I worked in the office until 9:30 this morning and then had the rest of the day off. Here is what I did in it. I went back to my tent and started the articles which the St. Valentine Church sent to me and then I fell asleep while reading a Time magazine. I slept until noon which didn't do me any harm with all the sleep I'm not getting these nights. It was at noon that I received the letters and the package.
In the afternoon I began chewing the fat with Larry and then Cain walked in the tent and kept talking for more than an hour. It wasn't until past two o'clock that I managed to empty my barracks bags and pack the things away in the footlocker what needed putting away. Believe it or not, but the mice had already been in it and did their business all over the thing in the twelve hours I had it in the tent!
To safeguard my clothes (underwear and socks) and handkerchiefs from those little mice, I have out them all in boxes. The arrangement I have now is this. In the little shelf like compartment in the front over which the canvas flap extends I have put my mess equipment, my utility kit, two flashlights, one box of underwear, two boxes of handkerchiefs and one bag (the Red Cross bag given to us aboard the boat) with socks. Those are all the things I need every day and which I want to have right at hand. All the other things like shoe polish, civilians shoes, the old blue house slippers, boxes of soap, candles, matches, winter underwear etcetera are either in boxes or wrapped up in paper in the compartment with the cover. I know the rats will be in there visiting because the cover is warped at the corner allowing enough room for them to enter. I hope that the boxes and the paper wrappings will discourage them after they get inside.
Speaking of these little mice, they don't just come into my footlockers to look around or to find something to eat. The other night fellows in the tent had some bread on the table and this afternoon I found the crumbs in the corners where the rats had been.
Larry's guard days are over and he is now working around the company area. He had the life on guard with one day off and the next day on.

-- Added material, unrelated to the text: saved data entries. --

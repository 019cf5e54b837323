use std::sync::Arc;

use axum::extract::{Path, State};
use axum::http::StatusCode;
use axum::routing::post;
use axum::{Extension, Json, Router};
use serde::Deserialize;
use uuid::Uuid;

use crate::engine::orchestrator::ClaimOutcome;
use crate::error::AppError;
use crate::models::actor::Actor;
use crate::models::claim::{Adjudication, LineItem};
use crate::state::AppState;

pub fn router() -> Router<Arc<AppState>> {
    Router::new()
        .route("/orders/:id/claims", post(submit_claim))
        .route("/claims/adjudicate", post(preview))
}

#[derive(Deserialize)]
pub struct ClaimRequest {
    pub scheme: String,
    /// Defaults to the priced medications on the prescription.
    #[serde(default)]
    pub items: Vec<LineItem>,
}

async fn submit_claim(
    State(state): State<Arc<AppState>>,
    Extension(actor): Extension<Actor>,
    Path(order_id): Path<Uuid>,
    Json(payload): Json<ClaimRequest>,
) -> Result<(StatusCode, Json<ClaimOutcome>), AppError> {
    let outcome = state
        .orchestrator
        .submit_claim(&actor, order_id, &payload.scheme, payload.items)
        .await?;
    Ok((StatusCode::CREATED, Json(outcome)))
}

async fn preview(
    State(state): State<Arc<AppState>>,
    Extension(actor): Extension<Actor>,
    Json(payload): Json<ClaimRequest>,
) -> Result<Json<Adjudication>, AppError> {
    let adjudication = state
        .orchestrator
        .preview_adjudication(&actor, &payload.scheme, &payload.items)
        .await?;
    Ok(Json(adjudication))
}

Incidentally, Larry has now begun to write V-mail letters to his wife. The reason is not so much that he accepted the V-mail form as being better than free postage or air-mail postage but he has run out of envelopes.
For this evening we have scheduled a warm up rehearsal for our company show this Thursday evening. I hope it works out all right because the rest of the regiment doesn't like it when a company doesn't put on their show or if it puts it on, they don't like these horrible flops.

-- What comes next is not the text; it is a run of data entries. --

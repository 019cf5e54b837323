use std::sync::Arc;

use axum::extract::{Path, Query, State};
use axum::routing::{get, patch, post};
use axum::{Extension, Json, Router};
use serde::{Deserialize, Serialize};
use uuid::Uuid;

use crate::error::AppError;
use crate::models::actor::Actor;
use crate::models::delivery::Delivery;
use crate::models::order::{Order, OrderStatus};
use crate::state::AppState;

pub fn router() -> Router<Arc<AppState>> {
    Router::new()
        .route("/orders", get(list_orders))
        .route("/orders/:id", get(get_order))
        .route("/orders/:id/accept", patch(accept_order))
        .route("/orders/:id/assign-driver", post(assign_driver))
}

#[derive(Deserialize)]
pub struct ListOrdersQuery {
    pub status: Option<OrderStatus>,
}

#[derive(Deserialize)]
pub struct AssignDriverRequest {
    pub driver_id: String,
}

#[derive(Serialize)]
pub struct DispatchResponse {
    pub order: Order,
    pub delivery: Delivery,
}

async fn list_orders(
    State(state): State<Arc<AppState>>,
    Extension(actor): Extension<Actor>,
    Query(query): Query<ListOrdersQuery>,
) -> Result<Json<Vec<Order>>, AppError> {
    let orders = state.orchestrator.list_orders(&actor, query.status).await?;
    Ok(Json(orders))
}

async fn get_order(
    State(state): State<Arc<AppState>>,
    Extension(actor): Extension<Actor>,
    Path(id): Path<Uuid>,
) -> Result<Json<Order>, AppError> {
    let order = state.orchestrator.get_order(&actor, id).await?;
    Ok(Json(order))
}

async fn accept_order(
    State(state): State<Arc<AppState>>,
    Extension(actor): Extension<Actor>,
    Path(id): Path<Uuid>,
) -> Result<Json<Order>, AppError> {
    let order = state.orchestrator.accept_order(&actor, id).await?;
    Ok(Json(order))
}

async fn assign_driver(
    State(state): State<Arc<AppState>>,
    Extension(actor): Extension<Actor>,
    Path(id): Path<Uuid>,
    Json(payload): Json<AssignDriverRequest>,
) -> Result<Json<DispatchResponse>, AppError> {
    let (order, delivery) = state
        .orchestrator
        .assign_driver(&actor, id, &payload.driver_id)
        .await?;
    Ok(Json(DispatchResponse { order, delivery }))
}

I never did get to call up Blumenfeld today as he wanted me to do. I tried once but the line was busy and I just wasn't in the office the rest of the day to do so. By now he is in his tent area and out of the office so it wouldn't do much good.
This letter is being timed just right. It is two minutes until five o'clock. It is strange that no matter when I start writing it either at four o'clock or four-thirty, I still wind up just as the clock says five bells.